▶
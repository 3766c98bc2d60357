//! Backtracking subset-sum with a hard step cap

use crate::trace::{fmt_list, Field, Recorder, Simulation, StateFields};

/// Hard limit on recorded steps for the backtracking search.
///
/// Subset-sum is exponential in the worst case; without a cap an adversarial
/// input hangs the lesson. When the cap is hit the search reports "stopped
/// early" and returns no solution — a pragmatic guard, not a correctness
/// guarantee. See `simulate_subset_sum_capped` to override it.
pub const BACKTRACK_STEP_CAP: usize = 700;

/// Event tag for the include/exclude search.
#[derive(Debug, Clone, Copy, PartialEq, Eq)]
pub enum SubsetEvent {
    /// Element included in the running subset.
    Include,
    /// Element excluded; trying the other branch.
    Exclude,
    /// Running sum equals the target: solution found.
    Found,
    /// Sum overshot or elements ran out: branch abandoned.
    Prune,
    /// Step cap hit: search stopped early.
    CapReached,
    /// Search space exhausted without a solution.
    Exhausted,
}

/// Snapshot for one subset-sum step.
#[derive(Debug, Clone, PartialEq)]
pub struct SubsetState {
    pub event: SubsetEvent,
    pub index: usize,
    pub sum: i64,
    pub target: i64,
    /// Elements currently chosen, in original order.
    pub chosen: Vec<i64>,
}

impl StateFields for SubsetState {
    fn fields(&self) -> Vec<Field> {
        vec![
            Field::new("index", self.index.to_string()),
            Field::new("sum", self.sum.to_string()),
            Field::new("target", self.target.to_string()),
            Field::new("chosen", fmt_list(&self.chosen)),
        ]
    }
}

/// Search for a subset summing exactly to `target`, stopping at the first
/// solution, with the default step cap of [`BACKTRACK_STEP_CAP`].
pub fn simulate_subset_sum(nums: &[i64], target: i64) -> Simulation<SubsetState, Option<Vec<i64>>> {
    simulate_subset_sum_capped(nums, target, BACKTRACK_STEP_CAP)
}

/// Subset-sum search with an explicit step cap.
///
/// DFS over include/exclude branches per element, in original order. Branches
/// are pruned when the running sum overshoots the target (sound only for
/// nonnegative elements) or the elements run out. The empty subset solves
/// `target == 0` immediately.
pub fn simulate_subset_sum_capped(
    nums: &[i64],
    target: i64,
    cap: usize,
) -> Simulation<SubsetState, Option<Vec<i64>>> {
    let mut rec = Recorder::new();
    let mut chosen: Vec<i64> = Vec::new();

    // sum == target is checked before recursing further, so target 0 is
    // answered by the empty subset without touching any element.
    let mut capped = false;
    let found = search(nums, target, 0, 0, cap, &mut chosen, &mut capped, &mut rec);

    if found {
        return rec.finish(Some(chosen));
    }
    if capped {
        rec.push(
            format!("step cap {} reached: search stopped early", cap),
            SubsetState {
                event: SubsetEvent::CapReached,
                index: 0,
                sum: 0,
                target,
                chosen: Vec::new(),
            },
        );
        return rec.finish(None);
    }
    rec.push(
        "search space exhausted: no subset matches",
        SubsetState {
            event: SubsetEvent::Exhausted,
            index: nums.len(),
            sum: 0,
            target,
            chosen: Vec::new(),
        },
    );
    rec.finish(None)
}

#[allow(clippy::too_many_arguments)]
fn search(
    nums: &[i64],
    target: i64,
    index: usize,
    sum: i64,
    cap: usize,
    chosen: &mut Vec<i64>,
    capped: &mut bool,
    rec: &mut Recorder<SubsetState>,
) -> bool {
    // A search that finishes exactly on its last allowed step is exhausted,
    // not capped; the flag is set only where a step is actually refused.
    if rec.len() >= cap {
        *capped = true;
        return false;
    }

    if sum == target {
        rec.push(
            format!("sum {} equals target: solution {}", sum, fmt_list(chosen)),
            SubsetState {
                event: SubsetEvent::Found,
                index,
                sum,
                target,
                chosen: chosen.clone(),
            },
        );
        return true;
    }

    if sum > target || index >= nums.len() {
        rec.push(
            if sum > target {
                format!("sum {} overshoots {}: prune", sum, target)
            } else {
                "elements exhausted: prune".to_string()
            },
            SubsetState {
                event: SubsetEvent::Prune,
                index,
                sum,
                target,
                chosen: chosen.clone(),
            },
        );
        return false;
    }

    // Include branch first, in original element order.
    chosen.push(nums[index]);
    rec.push(
        format!("include nums[{}] = {}", index, nums[index]),
        SubsetState {
            event: SubsetEvent::Include,
            index,
            sum: sum + nums[index],
            target,
            chosen: chosen.clone(),
        },
    );
    if search(nums, target, index + 1, sum + nums[index], cap, chosen, capped, rec) {
        return true;
    }
    chosen.pop();

    if rec.len() >= cap {
        *capped = true;
        return false;
    }
    rec.push(
        format!("exclude nums[{}] = {}", index, nums[index]),
        SubsetState {
            event: SubsetEvent::Exclude,
            index,
            sum,
            target,
            chosen: chosen.clone(),
        },
    );
    search(nums, target, index + 1, sum, cap, chosen, capped, rec)
}

#[cfg(test)]
mod tests {
    use super::*;

    #[test]
    fn finds_first_solution_in_branch_order() {
        let sim = simulate_subset_sum(&[3, 34, 4, 12, 5, 2], 9);
        let subset = sim.result.expect("a subset exists");
        assert_eq!(subset.iter().sum::<i64>(), 9);
        // Include-first order makes [3, 4, 2] the first solution found.
        assert_eq!(subset, vec![3, 4, 2]);
    }

    #[test]
    fn target_zero_is_the_empty_subset() {
        let sim = simulate_subset_sum(&[1, 2, 3], 0);
        assert_eq!(sim.result, Some(Vec::new()));
        assert_eq!(sim.steps.len(), 1);
        assert_eq!(sim.steps[0].state.event, SubsetEvent::Found);
    }

    #[test]
    fn unreachable_target_exhausts() {
        let sim = simulate_subset_sum(&[2, 4], 11);
        assert_eq!(sim.result, None);
        assert_eq!(sim.steps.last().unwrap().state.event, SubsetEvent::Exhausted);
    }

    #[test]
    fn overshoot_branches_are_pruned() {
        let sim = simulate_subset_sum(&[10, 1], 1);
        assert_eq!(sim.result, Some(vec![1]));
        assert!(sim.steps.iter().any(|s| s.state.event == SubsetEvent::Prune));
    }

    #[test]
    fn step_cap_stops_the_search() {
        // 24 elements that can never sum to an odd target: the full tree is
        // ~2^25 nodes, far past any reasonable cap.
        let nums = vec![2i64; 24];
        let sim = simulate_subset_sum_capped(&nums, 1, 50);
        assert_eq!(sim.result, None);
        assert_eq!(
            sim.steps.last().unwrap().state.event,
            SubsetEvent::CapReached
        );
        assert!(sim.steps.len() <= 51);
    }

    #[test]
    fn exhaustion_on_the_last_allowed_step_is_not_a_cap_hit() {
        // The full tree for [2, 4] vs 11 records exactly 10 steps, so a cap
        // of 10 is reached but never refuses anything.
        let sim = simulate_subset_sum_capped(&[2, 4], 11, 10);
        assert_eq!(sim.result, None);
        assert_eq!(sim.steps.len(), 11);
        assert_eq!(sim.steps.last().unwrap().state.event, SubsetEvent::Exhausted);
    }

    #[test]
    fn default_cap_bounds_the_trace() {
        let nums = vec![1i64; 30];
        let sim = simulate_subset_sum(&nums, -5); // negative target prunes at the root
        assert!(sim.steps.len() <= BACKTRACK_STEP_CAP + 1);
    }
}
◀
Task goal
Pick out all lines from the data above in which the word "equals" appears.

Solution below
    /// Running sum equals the target: solution found.
            format!("sum {} equals target: solution {}", sum, fmt_list(chosen)),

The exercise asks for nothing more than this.